3/ La solution de la Cour de cassation
Dans un arrêt du 24 avril, la Haute Juridiction a débouté le syndicat de sa demande et a confirmé confirme les positions judiciaires antérieures. Elle a justifié de sa position par plusieurs éléments :
- elle a relevé que les salariés en situation de télétravail n’avaient pas vocation à fréquenter le restaurant d’entreprise, et qu’en conséquence la fermeture administrative du restaurant n’entrainait pas de charge financière supplémentaire ;
- que les travailleurs sur site et les télétravailleurs ne se trouvaient pas dans une situation professionnelle identique, l’indemnité de cantine fermée ayant pour objet de compenser la perte du service offert aux salariés présents sur le site.
4/ La position de la FNTR
La décision de la Cour de cassation doit naturellement être approuvée.
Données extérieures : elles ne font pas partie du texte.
//! Request orchestration: type lookup, processor selection, source resolution across
//! tiers, task scheduling and the merge into a sink.

use std::{collections::BTreeMap, sync::Arc, time::Duration};

use jiff::Timestamp;
use tokio::task::JoinHandle;
use tracing::{Instrument, Level, debug, info, span, warn};
use uuid::Uuid;

use crate::{
    config::RetrievalSettings,
    merge::{MergeDedupConsumer, MergeStats},
    metadata::{LiveMetadata, MetadataJobs},
    partition::{PartitionId, PartitionedEventStream, StreamError, Tier},
    postprocess::{ExtraFields, PostProcessor, find_post_processor, raw, wrap},
    registry::{TypeInfo, TypeRegistry},
    sample::{PayloadType, Sample, SampleValue, StreamDescriptor},
    sink::{Sink, SinkError},
    time::{TimeSpan, year_of, year_start_second},
};

pub mod error;
pub mod profile;
pub mod request;

pub use error::RetrievalError;
pub use profile::Profiler;
pub use request::{RequestParams, RetrievalRequest};

const PING_SAMPLES: usize = 10;

#[derive(Debug, Clone, Copy, PartialEq, Eq)]
pub enum RetrievalOutcome {
    /// Nothing stored for the request, the sink saw no PV
    NoData,
    Complete(MergeStats),
    /// The sink went away mid request
    SinkDisconnected(MergeStats),
}

/// One tier's share of one requested span
#[derive(Debug, Clone, PartialEq)]
pub struct SourceResolution {
    pub tier: Tier,
    /// clipped to the tier's extent
    pub span: TimeSpan,
}

/// Per span, per tier (in registry order), the part of the span each tier can answer
pub fn resolve_sources(
    type_info: &TypeInfo,
    spans: &[TimeSpan],
) -> Result<Vec<SourceResolution>, RetrievalError> {
    verify_ascending(spans)?;

    let mut out = Vec::new();
    for span in spans {
        for tier in &type_info.tiers {
            let clipped = match &tier.extent {
                Some(extent) => span.clip(extent),
                None => Some(*span),
            };
            match clipped {
                Some(span) => out.push(SourceResolution {
                    tier: tier.clone(),
                    span,
                }),
                None => debug!("tier {} holds nothing in {span}", tier.name),
            }
        }
    }
    Ok(out)
}

fn verify_ascending(spans: &[TimeSpan]) -> Result<(), RetrievalError> {
    for pair in spans.windows(2) {
        if pair[1].start < pair[0].end {
            return Err(RetrievalError::AscendingOrderViolation {
                previous_end: pair[0].end,
                start: pair[1].start,
            });
        }
    }
    Ok(())
}

pub enum RetrievalResult {
    NoData,
    /// In time order
    Streams(Vec<PartitionedEventStream>),
}

/// Opens the partitions of one [`SourceResolution`]
#[derive(Debug, Clone)]
pub struct RetrievalTask {
    pub pv_name: String,
    pub declared: PayloadType,
    pub resolution: SourceResolution,
    pub skip_search: bool,
}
Elle se caractérise par son pragmatisme : elle ne remet pas en cause le principe d’égalité de traitement entre travailleurs et télétravailleurs qui subsiste, mais le modère ce premier en le confrontant à un principe de réalité.
La Haute Juridiction considère en effet qu’une exacte similitude de situation ne puisse être considérée, relevant que, par définition, des télétravailleurs n’ont pas vocation à pouvoir prétendre à la cantine d’entreprise.
Ne pas retenir une telle solution aurait conduit à avantager de manière injustifiée les télétravailleurs aux travailleurs sur site, qui devaient l’être pour des raisons opérationnelles.
Cette décision est donc bienvenue, sécurisant les pratiques managériales. Elle a également le mérite de rappeler que le principe d’égalité de traitement ne peut être invoqué en-dehors de réalités professionnelles objectives.